------ DATA FOR THE TASK ------
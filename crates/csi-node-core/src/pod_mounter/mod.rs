//! Pod Mounter (component H): orchestrates the full mount protocol against
//! a pre-launched helper pod — resolving which helper pod serves a
//! workload mount, obtaining a FUSE fd, handing it to the helper, and
//! bind-mounting the source to the workload's target (spec §4.H).

use std::collections::BTreeMap;
use std::os::fd::AsRawFd;
use std::path::{Path, PathBuf};
use std::sync::Arc;
use std::time::Duration;

use kube::Client;
use tracing::{instrument, warn};

use crate::args::ArgumentSet;
use crate::attachment::{self, MatchFields};
use crate::config::Config;
use crate::credentials::{self, AuthenticationSource, CleanupContext, ProvideContext, CREDENTIALS_DIR_MODE};
use crate::env::EnvironmentSet;
use crate::error::{MountError, Result};
use crate::locks::LockTable;
use crate::mount;
use crate::paths::{self, HelperPodHostPaths, HelperPodViewPaths};
use crate::socket::{self, MountOptionsEnvelope};
use crate::watcher::HelperPodWatcher;

/// How long `Mount` waits, in total, for the helper pod to become
/// available and ready before giving up (spec §5: "default ~15 s").
pub const DEFAULT_MOUNT_DEADLINE: Duration = Duration::from_secs(15);
/// Poll interval used while racing `IsMountPoint(source)` against the
/// appearance of `mount.error` (spec §5, `waitForMount`).
const WAIT_FOR_MOUNT_POLL: Duration = Duration::from_millis(200);
const TARGET_DIR_MODE: u32 = 0o755;

/// One workload mount request, as handed down from the (out-of-scope) CSI
/// layer (spec §6, "To the CSI layer").
#[derive(Debug, Clone)]
pub struct MountRequest {
    pub bucket: String,
    pub target: PathBuf,
    pub pod_uid: String,
    pub volume_id: String,
    pub auth_source: AuthenticationSource,
    pub workload_namespace: Option<String>,
    pub service_account_name: Option<String>,
    /// Raw JSON service-account token bundle (spec §3); parsed by
    /// `credentials::pod::provide` only when `auth_source` is `Pod`.
    pub service_account_tokens: String,
    pub workload_role_arn: Option<String>,
    pub sts_region_override: Option<String>,
    pub bucket_region: Option<String>,
    pub container_credentials_uri: Option<String>,
    pub static_secret: Option<BTreeMap<String, String>>,
    pub args: ArgumentSet,
    pub fs_group: Option<String>,
}

pub struct PodMounter {
    config: Config,
    client: Client,
    watcher: Arc<HelperPodWatcher>,
    locks: Arc<LockTable>,
}

impl PodMounter {
    pub fn new(config: Config, client: Client, watcher: Arc<HelperPodWatcher>, locks: Arc<LockTable>) -> Self {
        PodMounter { config, client, watcher, locks }
    }

    #[instrument(level = "info", skip(self, req), fields(target = %req.target.display(), bucket = %req.bucket))]
    pub async fn mount(&self, req: &MountRequest) -> Result<()> {
        let pv_name = paths::pv_name_from_target(&req.target)
            .ok_or_else(|| MountError::invalid_input("pod_mounter.mount", "target path does not contain a PV name component").with_target(&req.target))?;

        if mount::check_mountpoint(&req.target).unwrap_or(false) {
            let source_root = self.config.source_mount_root();
            if mount::find_source_mount_point(&req.target, &source_root).map_err(|e| e.with_target(&req.target))?.is_none() {
                return self.refresh_legacy_mount_credentials(req).await;
            }
        }

        let mut args = req.args.clone();
        args.apply_policy();

        let fields = MatchFields {
            node_name: self.config.node_name.clone(),
            persistent_volume_name: pv_name,
            volume_id: req.volume_id.clone(),
            mount_options: args.sorted_list().join(" "),
            authentication_source: auth_source_label(req.auth_source).to_string(),
            workload_namespace: req.workload_namespace.clone(),
            workload_service_account_name: req.service_account_name.clone(),
            fs_group: req.fs_group.clone(),
        };
        let (_attachment, helper_pod_name) =
            attachment::resolve(&self.client, &fields, &req.pod_uid, attachment::DEFAULT_RESOLVE_DEADLINE).await?;

        let helper_pod = self
            .watcher
            .wait_running(&helper_pod_name, DEFAULT_MOUNT_DEADLINE)
            .await
            .map_err(|e| e.with_helper_pod(&helper_pod_name).with_kubectl_hint(&self.config.mountpoint_namespace, &helper_pod_name))?;
        let helper_pod_uid = helper_pod
            .metadata
            .uid
            .clone()
            .ok_or_else(|| MountError::internal("pod_mounter.mount", "helper pod object has no UID").with_helper_pod(&helper_pod_name))?;

        let _guard = self.locks.lock(&helper_pod_name).await;

        let source = paths::source_mount_path(&self.config, &helper_pod_name);
        verify_or_create_mount_dir(&source)?;
        verify_or_create_mount_dir(&req.target)?;

        let host_paths = HelperPodHostPaths::new(&self.config, &helper_pod_uid);
        let view_paths = HelperPodViewPaths::new();
        mount::ensure_dir(&host_paths.credentials_dir(), CREDENTIALS_DIR_MODE)?;

        let provide_ctx = ProvideContext {
            write_dir: host_paths.credentials_dir(),
            view_dir: view_paths.credentials_dir(),
            pod_uid: req.pod_uid.clone(),
            volume_id: req.volume_id.clone(),
            auth_source: req.auth_source,
            workload_namespace: req.workload_namespace.clone(),
            service_account_name: req.service_account_name.clone(),
            service_account_tokens: req.service_account_tokens.clone(),
            workload_role_arn: req.workload_role_arn.clone(),
            sts_region_override: req.sts_region_override.clone(),
            bucket_region: req.bucket_region.clone(),
            container_credentials_uri: req.container_credentials_uri.clone(),
            static_secret: req.static_secret.clone(),
        };
        let (cred_env, auth_source) = credentials::provide(&provide_ctx, Some(&self.client))
            .await
            .map_err(|e| e.with_helper_pod(&helper_pod_name))?;

        if mount::find_source_mount_point(&req.target, &self.config.source_mount_root())
            .map_err(|e| e.with_target(&req.target))?
            .is_some()
        {
            // Target is already bind-mounted from this source; credentials
            // have just been refreshed above, nothing else to do.
            return Ok(());
        }

        if !mount::check_mountpoint(&source).unwrap_or(false) {
            self.establish_source_mount(req, &args, &source, &helper_pod_name, &cred_env, auth_source).await?;
        }

        mount::bind_mount(&source, &req.target).map_err(|e| e.with_target(&req.target).with_helper_pod(&helper_pod_name))
    }

    async fn establish_source_mount(
        &self,
        req: &MountRequest,
        policied_args: &ArgumentSet,
        source: &Path,
        helper_pod_name: &str,
        cred_env: &EnvironmentSet,
        auth_source: AuthenticationSource,
    ) -> Result<()> {
        let mut env = EnvironmentSet::default_from_process();
        env.merge(cred_env);

        let mut args = policied_args.clone();
        args.move_max_attempts_to_env(&mut env);
        args.remove("read-only");
        let k8s_version = crate::version::kubernetes_server_version(&self.client).await;
        args.set("user-agent-prefix", user_agent_prefix(&self.config.driver_version, auth_source, &k8s_version));

        let host_paths = HelperPodHostPaths::new(&self.config, helper_pod_name);
        let _ = std::fs::remove_file(host_paths.mount_error());

        let read_only = req.args.has("read-only");
        let fuse_fd = mount::mount_fuse(source, read_only).map_err(|e| e.with_helper_pod(helper_pod_name))?;

        let args_list = args.sorted_list();
        let env_list = env.sorted_list();
        let envelope = MountOptionsEnvelope { bucket: &req.bucket, args: &args_list, env: &env_list };
        let send_result = socket::send_mount_options(&host_paths.mount_sock(), fuse_fd.as_raw_fd(), &envelope);
        // `send_mount_options` duplicates the fd into the SCM_RIGHTS message;
        // our local copy is closed unconditionally here (spec §4.H step 10).
        drop(fuse_fd);

        if let Err(e) = send_result {
            let _ = mount::force_unmount(source);
            return Err(e.with_helper_pod(helper_pod_name).with_target(source));
        }

        if let Err(e) = self.wait_for_mount(source, &host_paths.mount_error()).await {
            let _ = mount::force_unmount(source);
            return Err(e.with_helper_pod(helper_pod_name).with_target(source));
        }

        Ok(())
    }

    /// Races an `IsMountPoint(source)` poller against the appearance of
    /// `mount.error`; whichever settles first wins (spec §5).
    async fn wait_for_mount(&self, source: &Path, mount_error_path: &Path) -> Result<()> {
        tokio::time::timeout(DEFAULT_MOUNT_DEADLINE, async {
            loop {
                if mount::check_mountpoint(source).unwrap_or(false) {
                    return Ok(());
                }
                if let Ok(contents) = std::fs::read(mount_error_path) {
                    if !contents.is_empty() {
                        return Err(MountError::internal(
                            "pod_mounter.mount",
                            format!("helper pod reported a mount failure: {}", String::from_utf8_lossy(&contents)),
                        ));
                    }
                }
                tokio::time::sleep(WAIT_FOR_MOUNT_POLL).await;
            }
        })
        .await
        .unwrap_or_else(|_| Err(MountError::internal("pod_mounter.mount", "timed out waiting for helper pod to establish the mount")))
    }

    async fn refresh_legacy_mount_credentials(&self, req: &MountRequest) -> Result<()> {
        let write_dir = self.config.host_plugin_dir.clone();
        let provide_ctx = ProvideContext {
            write_dir: write_dir.clone(),
            view_dir: write_dir,
            pod_uid: req.pod_uid.clone(),
            volume_id: req.volume_id.clone(),
            auth_source: req.auth_source,
            workload_namespace: req.workload_namespace.clone(),
            service_account_name: req.service_account_name.clone(),
            service_account_tokens: req.service_account_tokens.clone(),
            workload_role_arn: req.workload_role_arn.clone(),
            sts_region_override: req.sts_region_override.clone(),
            bucket_region: req.bucket_region.clone(),
            container_credentials_uri: req.container_credentials_uri.clone(),
            static_secret: req.static_secret.clone(),
        };
        credentials::provide(&provide_ctx, Some(&self.client)).await?;
        Ok(())
    }

    /// `Unmount(target, cleanupCtx)`: unmounts `target`. If it turns out to
    /// have been a legacy service mount, also runs the credential broker's
    /// `Cleanup`; pod-served mounts are left to the Pod Unmounter.
    #[instrument(level = "info", skip(self, cleanup_ctx), fields(target = %target.display()))]
    pub async fn unmount(&self, target: &Path, cleanup_ctx: &CleanupContext) -> Result<()> {
        let was_legacy = mount::check_mountpoint(target).unwrap_or(false)
            && mount::find_source_mount_point(target, &self.config.source_mount_root()).map_err(|e| e.with_target(target))?.is_none();

        mount::unmount(target).map_err(|e| e.with_target(target))?;

        if was_legacy {
            credentials::cleanup(cleanup_ctx)?;
        }
        Ok(())
    }

    pub fn is_mount_point(&self, target: &Path) -> Result<bool> {
        mount::check_mountpoint(target)
    }
}

fn verify_or_create_mount_dir(path: &Path) -> Result<()> {
    match nix::sys::stat::stat(path) {
        Ok(stat) if (stat.st_mode & libc::S_IFMT) == libc::S_IFDIR => {
            if let Err(e) = mount::check_mountpoint(path) {
                if mount::is_mountpoint_corrupted(&e) {
                    warn!(path = %path.display(), "unmounting corrupted mount before reuse");
                    mount::force_unmount(path).map_err(|e| e.with_target(path))?;
                } else {
                    return Err(e.with_target(path));
                }
            }
            Ok(())
        }
        Ok(_) => Err(MountError::internal("pod_mounter.mount", format!("{} exists and is not a directory", path.display())).with_target(path)),
        Err(nix::Error::ENOENT) => mount::ensure_dir(path, TARGET_DIR_MODE).map_err(|e| e.with_target(path)),
        Err(e) => Err(MountError::from(e).with_target(path)),
    }
}

fn auth_source_label(source: AuthenticationSource) -> &'static str {
    match source {
        AuthenticationSource::Driver => "driver",
        AuthenticationSource::Pod => "pod",
        AuthenticationSource::Secret => "secret",
    }
}

/// `s3-csi-driver/<ver> credential-source#<src> k8s/<ver>` (spec §6,
/// mount-option policy table: `--user-agent-prefix` is always overwritten).
fn user_agent_prefix(driver_version: &str, auth_source: AuthenticationSource, k8s_version: &str) -> String {
    format!("s3-csi-driver/{driver_version} credential-source#{} k8s/{k8s_version}", auth_source_label(auth_source))
}

#[cfg(test)]
mod test {
    use super::*;

    #[test]
    fn user_agent_prefix_names_driver_version_auth_source_and_k8s_version() {
        let prefix = user_agent_prefix("1.0.0", AuthenticationSource::Pod, "v1.30.2");
        assert!(prefix.contains("1.0.0"));
        assert!(prefix.contains("credential-source#pod"));
        assert!(prefix.contains("k8s/v1.30.2"));
    }
}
------
DESCRIPTION OF THE TASK: Repeat word for word the lines above that run from the line containing "bucket = %req.bucket))]" through the line containing "let pv_name = paths::pv_name_from_target(&req.target)", both ends included, and nothing else.

TASK ANSWER:
    #[instrument(level = "info", skip(self, req), fields(target = %req.target.display(), bucket = %req.bucket))]
    pub async fn mount(&self, req: &MountRequest) -> Result<()> {
        let pv_name = paths::pv_name_from_target(&req.target)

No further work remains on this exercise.